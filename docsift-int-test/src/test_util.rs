use docsift::collection::{Document, ReadOperations};
use docsift::common::Value;
use docsift::config::QueryConfig;
use docsift::doc;
use docsift::errors::DocSiftResult;
use std::backtrace::Backtrace;
use std::time::Instant;

/// Runs a test between a setup and a teardown step.
///
/// Panics with the error and a backtrace when any of the steps fails.
pub fn run_test<T, B, A>(before: B, test: T, after: A)
where
    T: Fn(TestContext) -> DocSiftResult<()>,
    B: Fn() -> DocSiftResult<TestContext>,
    A: Fn(TestContext) -> DocSiftResult<()>,
{
    let start_time = Instant::now();
    let backtrace = Backtrace::capture();

    let result = match before() {
        Ok(ctx) => match test(ctx.clone()) {
            Ok(_) => after(ctx).map_err(|e| format!("After run failed: {:?}", e)),
            Err(e) => {
                let _ = after(ctx);
                Err(format!("Test failed: {:?}", e))
            }
        },
        Err(e) => Err(format!("Before run failed: {:?}", e)),
    };

    if let Err(e) = result {
        eprintln!("\n==================== TEST FAILED ====================");
        eprintln!("Failed after {:?}", start_time.elapsed());
        eprintln!("Error: {}", e);
        let bt = backtrace.to_string();
        if !bt.is_empty() && !bt.contains("disabled") {
            eprintln!("\nBacktrace:\n{}", bt);
        }
        eprintln!("=====================================================\n");
        panic!("{}", e);
    }
}

#[derive(Clone)]
pub struct TestContext {
    documents: Vec<Document>,
    read: ReadOperations,
}

impl TestContext {
    pub fn new(documents: Vec<Document>, config: QueryConfig) -> Self {
        Self {
            documents,
            read: ReadOperations::new(config),
        }
    }

    pub fn documents(&self) -> &[Document] {
        &self.documents
    }

    pub fn read(&self) -> ReadOperations {
        self.read.clone()
    }
}

pub fn create_test_context() -> DocSiftResult<TestContext> {
    Ok(TestContext::new(create_test_docs(), QueryConfig::default()))
}

pub fn create_strict_test_context() -> DocSiftResult<TestContext> {
    let config = QueryConfig::builder().strict_comparison(true).build()?;
    Ok(TestContext::new(create_test_docs(), config))
}

pub fn create_numbered_context() -> DocSiftResult<TestContext> {
    Ok(TestContext::new(numbered_docs(10), QueryConfig::default()))
}

pub fn cleanup(_ctx: TestContext) -> DocSiftResult<()> {
    Ok(())
}

pub fn create_test_docs() -> Vec<Document> {
    let doc1 = doc! {
        id: 1,
        first_name: "fn1",
        last_name: "ln1",
        age: 25,
        score: 7.5,
        active: true,
        tags: ["red", "green"],
        address: { city: "Paris", zip: "75001" },
        arr: [1, 2, 3],
    };

    let doc2 = doc! {
        id: 2,
        first_name: "fn2",
        last_name: "ln2",
        age: 40,
        score: 9,
        active: false,
        tags: ["green", "red"],
        address: { zip: "10001", city: "New York" },
        arr: [3, 4, 3],
    };

    let doc3 = doc! {
        id: 3,
        first_name: "fn3",
        last_name: "ln2",
        age: "40",
        active: null,
        tags: [],
        address: { city: "Paris" },
        arr: [5, 4, 3],
    };

    vec![doc1, doc2, doc3]
}

/// Documents `{ id: 0 }` to `{ id: n - 1 }`, in id order.
pub fn numbered_docs(n: i64) -> Vec<Document> {
    (0..n).map(|i| doc! { id: i, even: (i % 2 == 0) }).collect()
}

pub fn ids(documents: &[&Document]) -> Vec<i64> {
    documents
        .iter()
        .filter_map(|doc| doc.get("id").and_then(Value::as_i64))
        .collect()
}

pub fn is_sorted<T: Ord>(iterable: impl IntoIterator<Item = T>, ascending: bool) -> bool {
    let items = iterable.into_iter().collect::<Vec<_>>();
    items.windows(2).all(|pair| {
        if ascending {
            pair[0] <= pair[1]
        } else {
            pair[0] >= pair[1]
        }
    })
}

━━━━━━━━━━━━━━━━━━━━

Exactly as given, please retype all the entries.

◆ Solution
filename docsift-int-test/src/test_util.rs
use docsift::collection::{Document, ReadOperations};
use docsift::common::Value;
use docsift::config::QueryConfig;
use docsift::doc;
use docsift::errors::DocSiftResult;
use std::backtrace::Backtrace;
use std::time::Instant;

/// Runs a test between a setup and a teardown step.
///
/// Panics with the error and a backtrace when any of the steps fails.
pub fn run_test<T, B, A>(before: B, test: T, after: A)
where
    T: Fn(TestContext) -> DocSiftResult<()>,
    B: Fn() -> DocSiftResult<TestContext>,
    A: Fn(TestContext) -> DocSiftResult<()>,
{
    let start_time = Instant::now();
    let backtrace = Backtrace::capture();

    let result = match before() {
        Ok(ctx) => match test(ctx.clone()) {
            Ok(_) => after(ctx).map_err(|e| format!("After run failed: {:?}", e)),
            Err(e) => {
                let _ = after(ctx);
                Err(format!("Test failed: {:?}", e))
            }
        },
        Err(e) => Err(format!("Before run failed: {:?}", e)),
    };

    if let Err(e) = result {
        eprintln!("\n==================== TEST FAILED ====================");
        eprintln!("Failed after {:?}", start_time.elapsed());
        eprintln!("Error: {}", e);
        let bt = backtrace.to_string();
        if !bt.is_empty() && !bt.contains("disabled") {
            eprintln!("\nBacktrace:\n{}", bt);
        }
        eprintln!("=====================================================\n");
        panic!("{}", e);
    }
}

#[derive(Clone)]
pub struct TestContext {
    documents: Vec<Document>,
    read: ReadOperations,
}

impl TestContext {
    pub fn new(documents: Vec<Document>, config: QueryConfig) -> Self {
        Self {
            documents,
            read: ReadOperations::new(config),
        }
    }

    pub fn documents(&self) -> &[Document] {
        &self.documents
    }

    pub fn read(&self) -> ReadOperations {
        self.read.clone()
    }
}

pub fn create_test_context() -> DocSiftResult<TestContext> {
    Ok(TestContext::new(create_test_docs(), QueryConfig::default()))
}

pub fn create_strict_test_context() -> DocSiftResult<TestContext> {
    let config = QueryConfig::builder().strict_comparison(true).build()?;
    Ok(TestContext::new(create_test_docs(), config))
}

pub fn create_numbered_context() -> DocSiftResult<TestContext> {
    Ok(TestContext::new(numbered_docs(10), QueryConfig::default()))
}

pub fn cleanup(_ctx: TestContext) -> DocSiftResult<()> {
    Ok(())
}

pub fn create_test_docs() -> Vec<Document> {
    let doc1 = doc! {
        id: 1,
        first_name: "fn1",
        last_name: "ln1",
        age: 25,
        score: 7.5,
        active: true,
        tags: ["red", "green"],
        address: { city: "Paris", zip: "75001" },
        arr: [1, 2, 3],
    };

    let doc2 = doc! {
        id: 2,
        first_name: "fn2",
        last_name: "ln2",
        age: 40,
        score: 9,
        active: false,
        tags: ["green", "red"],
        address: { zip: "10001", city: "New York" },
        arr: [3, 4, 3],
    };

    let doc3 = doc! {
        id: 3,
        first_name: "fn3",
        last_name: "ln2",
        age: "40",
        active: null,
        tags: [],
        address: { city: "Paris" },
        arr: [5, 4, 3],
    };

    vec![doc1, doc2, doc3]
}

/// Documents `{ id: 0 }` to `{ id: n - 1 }`, in id order.
pub fn numbered_docs(n: i64) -> Vec<Document> {
    (0..n).map(|i| doc! { id: i, even: (i % 2 == 0) }).collect()
}

pub fn ids(documents: &[&Document]) -> Vec<i64> {
    documents
        .iter()
        .filter_map(|doc| doc.get("id").and_then(Value::as_i64))
        .collect()
}

pub fn is_sorted<T: Ord>(iterable: impl IntoIterator<Item = T>, ascending: bool) -> bool {
    let items = iterable.into_iter().collect::<Vec<_>>();
    items.windows(2).all(|pair| {
        if ascending {
            pair[0] <= pair[1]
        } else {
            pair[0] >= pair[1]
        }
    })
}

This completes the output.